Linda Eva Rangel
Attorney

Overview
Linda Rangel is a real estate attorney in Holland & Knight's Newport Beach office. Ms. Rangel's practice focuses on the representation of developers and investors in the acquisition, sale and development of residential and commercial properties, including the negotiation, drafting and review of purchase and sale agreements, easement agreements, entitlements, access agreements, title documents, affordable housing regulatory agreements, leasing agreements, financing documents and joint venture limited liability company (LLC) agreements and limited partnership agreements.
Prior to joining Holland & Knight, Ms. Rangel was a real estate attorney at a national law firm in its Orange County office. In addition, Ms. Rangel was previously an attorney in the business and finance group at a national law firm in its San Francisco office, where her practice consisted of corporate transactional matters related to private investment fund formation and governance, securities, mergers and acquisitions (for-profit and nonprofit), corporate entity formation (for-profit and nonprofit), venture financing and other general corporate matters.

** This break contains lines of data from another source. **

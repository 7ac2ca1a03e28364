use std::time::Duration;

use chrono::{NaiveDate, NaiveDateTime};
use futures::StreamExt;
use tokio::time::{Instant, timeout};

use super::{ClockService, SystemClock, TimeSource};

/// Wall clock that follows tokio's (pausable) clock from a fixed starting point.
struct PausedClock {
    base: NaiveDateTime,
    started: Instant,
}

impl PausedClock {
    fn at(hour: u32, minute: u32, second: u32) -> Self {
        Self::at_millis(hour, minute, second, 0)
    }

    fn at_millis(hour: u32, minute: u32, second: u32, millis: u32) -> Self {
        Self {
            base: NaiveDate::from_ymd_opt(2024, 6, 1)
                .unwrap()
                .and_hms_milli_opt(hour, minute, second, millis)
                .unwrap(),
            started: Instant::now(),
        }
    }
}

impl TimeSource for PausedClock {
    fn now(&self) -> NaiveDateTime {
        let elapsed = chrono::Duration::from_std(self.started.elapsed()).unwrap();
        self.base + elapsed
    }
}

#[tokio::test(start_paused = true)]
async fn samples_once_per_second() {
    let service = ClockService::with_source(PausedClock::at(10, 15, 58));
    let mut stream = Box::pin(service.watch());

    let first = stream.next().await.unwrap();
    assert_eq!((first.hours, first.minutes, first.seconds), (10, 15, 58));

    let second = stream.next().await.unwrap();
    assert_eq!((second.hours, second.minutes, second.seconds), (10, 15, 59));

    let third = stream.next().await.unwrap();
    assert_eq!((third.hours, third.minutes, third.seconds), (10, 16, 0));

    assert_eq!(service.current(), third);
}

#[tokio::test(start_paused = true)]
async fn ticks_align_to_whole_seconds_of_the_source() {
    let service = ClockService::with_source(PausedClock::at_millis(15, 58, 59, 700));
    let mut stream = Box::pin(service.watch());
    let started = Instant::now();

    let first = stream.next().await.unwrap();
    assert_eq!((first.hours, first.minutes, first.seconds), (15, 58, 59));

    let next = stream.next().await.unwrap();
    assert_eq!(started.elapsed(), Duration::from_millis(300));
    assert_eq!((next.hours, next.minutes, next.seconds), (15, 59, 0));

    let after = stream.next().await.unwrap();
    assert_eq!(started.elapsed(), Duration::from_millis(1300));
    assert_eq!((after.hours, after.minutes, after.seconds), (15, 59, 1));
}

#[tokio::test]
async fn samples_the_host_clock() {
    let service = ClockService::with_source(SystemClock);

    let time = service.current();
    assert!(time.hours < 24 && time.minutes < 60 && time.seconds < 60);
    assert!(service.is_running());

    service.stop();
}

#[tokio::test(start_paused = true)]
async fn stop_cancels_the_sampling_task() {
    let service = ClockService::with_source(PausedClock::at(8, 0, 0));
    assert!(service.is_running());

    service.stop();
    for _ in 0..10 {
        if !service.is_running() {
            break;
        }
        tokio::task::yield_now().await;
    }

    assert!(!service.is_running());

    let last = service.current();
    tokio::time::sleep(Duration::from_secs(5)).await;
    assert_eq!(service.current(), last);
}

#[tokio::test(start_paused = true)]
async fn dropping_the_service_ends_its_stream() {
    let service = ClockService::with_source(PausedClock::at(12, 0, 0));
    let stream = service.watch();

    drop(service);

    let drained = timeout(Duration::from_secs(10), stream.collect::<Vec<_>>()).await;
    assert!(drained.is_ok(), "stream kept ticking after the service was dropped");
}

Ms. Rangel also has experience in education advocacy, immigration law, mining and environmental law, and human rights advocacy through clinic participation and internships with the Stanford Youth and Education Advocacy Clinic, Stanford International Human Rights Clinic, Colorado Legal Services and International Justice Mission.
Representative Experience
- Represented one of the nation's largest investment management firms, with more than $2 trillion in assets under management, in its joint ventures across the country, including 1) a joint venture of property in Pennsylvania for development of a five-story wood frame mid-rise modular multifamily project consisting of 149 units and approximately 1,600 square feet of retail space, as well as the negotiation of the ground lease and a two-phase construction contract for the manufacturing of modular components for project off-site and delivery of modular components and construction of the project on-site; 2) a joint venture with a Texas developer for the acquisition and construction of a mixed-use project featuring 283 multifamily units and retail space in Austin, Texas; 3) a joint venture with a Northern California-based real estate firm for the acquisition and development of a 388-unit multifamily and mixed-use retail project in Arlington, Virginia; 4) a joint venture with a Newport, California-based developer for development of an approximately one-million-square-foot logistics center in Visalia, California, for an international technology and consumer goods distribution company; and 5) a series of joint venture agreements with a national residential developer in connection with four development deals in Nashville, Tennessee, and Austin, Texas, encompassing approximately 1,500 multifamily units and ancillary retail and parking
- Represented a public university in San Marcos, California, with the negotiation of a public-private partnership (P3) arrangement to develop an extended learning facility for the university to construct a building with retail on the lower floors that will be owned by the developer, along with classroom and educational space on the upper levels that will be owned by the university
- Represented an investment management and development firm with more than $2 billion in assets under management, focused on urban multifamily real estate, in connection with 1) the purchase of properties located in Gardena, California, Costa Mesa, California, and Irvine, California, each involving the negotiation of purchase agreements contemplating complex entitlement processes as closing contingencies and analysis of underlying development rights and obligations, title, zoning and survey issues; and 2) financing and refinancing of construction and acquisition loans for property in California
- Represented a private team of investors in the pursuit and development of property in Guam for residential development, including negotiation of initial pre-development funding arrangements and structuring of the land contribution investment by property owner
- Advised on the acquisition and financing of multifamily affordable properties across the U.S. and obtaining related consents and approvals from state and local regulatory authorities, including notable California acquisitions of a 261-unit multifamily affordable housing project in Anaheim, a 360-unit multifamily affordable housing project in Corona, a 236-unit multifamily affordable housing project in San Francisco, a two-property portfolio of 297 multifamily affordable units in Novato, and a seven-property portfolio of 1,152 multifamily and senior units in the Sacramento area
- Advised on the refinancing of existing debt for multifamily properties across the S., including properties in California, Virginia, Florida, Texas and Maryland – collectively, approximately $100 million of new debt
- Advised on the pre-development financing, development joint venture and property management arrangements for a 382-unit affordable housing project in San Francisco
- Advised on the disposition of multifamily affordable properties across the U.S., including the sale of a 184-unit multifamily affordable housing project in Ypsilanti, Michigan; a 304-unit multifamily housing project in Orlando, Florida; a 212-unit multifamily affordable housing project in Sacramento, California; and a 176-unit multifamily affordable housing project in Naples, Florida
- Advised on the recapitalization of multiple existing close-ended investment funds into a single master open-ended investment fund as part of streamlining the long-term investment strategy, coordinating consents and approvals of state and local regulatory authorities and lenders with respect to approximately 25 properties, and organizational restructuring (including multiple real estate investment trust (REIT) formations and preferred shareholder offerings)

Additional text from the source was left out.